This documentation is for an unreleased version of Apache Flink Machine Learning Library. We recommend you use the latest stable version.

Quick Start #

This document provides a quick introduction to using Flink ML. Readers of this document will be guided to submit a simple Flink job that trains a Machine Learning Model and uses it to provide prediction service.

Help, I’m Stuck! #

If you get stuck, check out the community support resources. In particular, Apache Flink’s user mailing list is consistently ranked as one of the most active of any Apache project and a great way to get help quickly.

Prerequisites #

Make sure Java 8 or a higher version has been installed in your local machine.

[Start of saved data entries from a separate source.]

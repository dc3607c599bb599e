use core::fmt;
use std::collections::BTreeSet;

use chrono::{DateTime, Utc};

use super::{TagId, UserId};

#[derive(
    Clone,
    Copy,
    Debug,
    PartialEq,
    Eq,
    PartialOrd,
    Ord,
    Hash,
    serde::Serialize,
    serde::Deserialize,
    sqlx::Type,
)]
#[serde(transparent)]
#[sqlx(transparent)]
pub struct PhotoId(pub i64);

impl fmt::Display for PhotoId {
    fn fmt(&self, f: &mut fmt::Formatter<'_>) -> fmt::Result {
        write!(f, "{}", self.0)
    }
}

/// A photo, alongside its full (ancestor-propagated) tag set.
#[derive(Clone, Debug, PartialEq, serde::Serialize, serde::Deserialize)]
pub struct Photo {
    pub id: PhotoId,

    /// The storage key of the image files, without an extension.
    ///
    /// This is unique for every stored image, so files never collide.
    pub file_name: String,

    /// The name of the file as it was uploaded, without an extension.
    pub original_name: String,

    /// Where the original lives, relative to the image root.
    pub path: String,

    /// The file extension, as uploaded. Also tells us the image format.
    pub kind: String,

    /// When the photo was taken (according to EXIF), or else when it was
    /// uploaded.
    pub date_created: DateTime<Utc>,

    pub owner_id: Option<UserId>,

    /// Every tag this photo has, including the implied ancestor tags.
    pub tags: BTreeSet<TagId>,
}

/// A row in the photos table. Doesn't know about tags.
#[derive(Clone, Debug, PartialEq, sqlx::FromRow)]
pub struct PhotoRecord {
    pub id: PhotoId,
    pub file_name: String,
    pub original_name: String,
    pub path: String,
    pub kind: String,
    pub date_created: DateTime<Utc>,
    pub owner_id: Option<UserId>,
}

impl PhotoRecord {
    /// Attaches a tag set, making a full [`Photo`].
    pub fn with_tags(self, tags: BTreeSet<TagId>) -> Photo {
        Photo {
            id: self.id,
            file_name: self.file_name,
            original_name: self.original_name,
            path: self.path,
            kind: self.kind,
            date_created: self.date_created,
            owner_id: self.owner_id,
            tags,
        }
    }
}

/// The stored fields of a photo that doesn't have an ID yet.
#[derive(Clone, Debug, PartialEq)]
pub struct NewPhoto {
    pub file_name: String,
    pub original_name: String,
    pub path: String,
    pub kind: String,
    pub date_created: DateTime<Utc>,
    pub owner_id: Option<UserId>,
}

/// An uploaded image, before it's stored anywhere.
#[derive(Clone, PartialEq)]
pub struct Upload {
    /// The name the file had on the uploader's machine, like `beach.JPG`.
    pub file_name: String,
    pub bytes: Vec<u8>,
}

impl Upload {
    pub fn new(file_name: impl Into<String>, bytes: impl Into<Vec<u8>>) -> Self {
        Self {
            file_name: file_name.into(),
            bytes: bytes.into(),
        }
    }

    /// Splits the uploaded name at its last dot into `(stem, extension)`.
    ///
    /// The extension is `None` when there isn't a non-empty one.
    pub fn split_name(&self) -> (String, Option<String>) {
        match self.file_name.rsplit_once('.') {
            Some((stem, ext)) if !ext.is_empty() => (stem.to_string(), Some(ext.to_string())),
            _ => (self.file_name.clone(), None),
        }
    }
}

// the bytes are huge. don't print them
impl fmt::Debug for Upload {
    fn fmt(&self, f: &mut fmt::Formatter<'_>) -> fmt::Result {
        f.debug_struct("Upload")
            .field("file_name", &self.file_name)
            .field("len", &self.bytes.len())
            .finish()
    }
}

/// Which slice of a listing to return. Pages start at zero.
#[derive(Clone, Copy, Debug, PartialEq, Eq, serde::Serialize, serde::Deserialize)]
pub struct Page {
    pub number: u64,
    pub size: u64,
}

impl Page {
    pub const DEFAULT_SIZE: u64 = 20;

    pub fn new(number: u64, size: u64) -> Self {
        Self { number, size }
    }

    pub fn offset(&self) -> u64 {
        self.number.saturating_mul(self.size)
    }
}

impl Default for Page {
    fn default() -> Self {
        Self::new(0, Self::DEFAULT_SIZE)
    }
}

/// One page of photos, plus how many there are in total.
#[derive(Clone, Debug, PartialEq, serde::Serialize, serde::Deserialize)]
pub struct PhotoPage {
    pub photos: Vec<Photo>,
    pub total: u64,
}
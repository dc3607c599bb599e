//! Types that are really the bedrock of the app.

use core::fmt;

pub mod photo;
pub mod tag;

pub use photo::{NewPhoto, Page, Photo, PhotoId, PhotoPage, PhotoRecord, Upload};
pub use tag::{parse_tag_ids, NewTag, Tag, TagId, TagSelector, ROOT_TAG_KIND, ROOT_TAG_NAME};

/// Identifies whoever owns a tag or photo. Users themselves live elsewhere.
#[derive(
    Clone,
    Copy,
    Debug,
    PartialEq,
    Eq,
    PartialOrd,
    Ord,
    Hash,
    serde::Serialize,
    serde::Deserialize,
    sqlx::Type,
)]
#[serde(transparent)]
#[sqlx(transparent)]
pub struct UserId(pub i64);

impl fmt::Display for UserId {
    fn fmt(&self, f: &mut fmt::Formatter<'_>) -> fmt::Result {
        write!(f, "{}", self.0)
    }
}
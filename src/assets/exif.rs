//! Reads when a photo was taken from its EXIF data, using `kamadak_exif`.

use std::io::Cursor;

use chrono::{DateTime, NaiveDate, Utc};
use kamadak_exif::{In, Tag, Value};

/// Looks for a capture date in the given image bytes.
///
/// `DateTimeOriginal` is preferred, then the plain `DateTime` field. Images
/// without EXIF (or with garbage in it) just return `None`.
pub fn capture_date(bytes: &[u8]) -> Option<DateTime<Utc>> {
    let exif = kamadak_exif::Reader::new()
        .read_from_container(&mut Cursor::new(bytes))
        .inspect_err(|e| tracing::debug!("No usable EXIF data in image. err: {e}"))
        .ok()?;

    [Tag::DateTimeOriginal, Tag::DateTime]
        .into_iter()
        .filter_map(|tag| exif.get_field(tag, In::PRIMARY))
        .find_map(|field| match field.value {
            Value::Ascii(ref lines) => lines.first().and_then(|line| parse(line)),
            _ => None,
        })
}

/// Like [`capture_date`], but runs on a blocking thread.
pub async fn capture_date_blocking(bytes: Vec<u8>) -> Option<DateTime<Utc>> {
    tokio::task::spawn_blocking(move || capture_date(&bytes))
        .await
        .inspect_err(|e| tracing::warn!("EXIF task panicked! err: {e}"))
        .ok()
        .flatten()
}

/// EXIF dates look like `2016:09:23 16:07:28`, with no time zone.
fn parse(ascii: &[u8]) -> Option<DateTime<Utc>> {
    let dt = kamadak_exif::DateTime::from_ascii(ascii)
        .inspect_err(|e| tracing::debug!("Malformed EXIF date. err: {e}"))
        .ok()?;

    NaiveDate::from_ymd_opt(i32::from(dt.year), u32::from(dt.month), u32::from(dt.day))?
        .and_hms_opt(
            u32::from(dt.hour),
            u32::from(dt.minute),
            u32::from(dt.second),
        )
        .map(|naive| naive.and_utc())
}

To check the Java version installed, type in your terminal:

$ java -version

Download Flink #

Download Flink 1.17, then extract the archive:

$ tar -xzf flink-*.tgz

Set Up Flink Environment Variables #

Run the following commands after having downloaded Flink:

cd ${path_to_flink}
export FLINK_HOME=`pwd`

Add Flink ML library to Flink’s library folder #

You need to copy Flink ML’s library files to Flink’s folder for proper initialization.

Please walk through this guideline to build Flink ML’s Java SDK. After that, you may copy the generated library files to Flink’s folder with the following commands.

cd ${path_to_flink_ml}
cp ./flink-ml-dist/target/flink-ml-*-bin/flink-ml*/lib/*.jar $FLINK_HOME/lib/

Run Flink ML example job #

Please start a Flink standalone cluster in your local environment with the following command.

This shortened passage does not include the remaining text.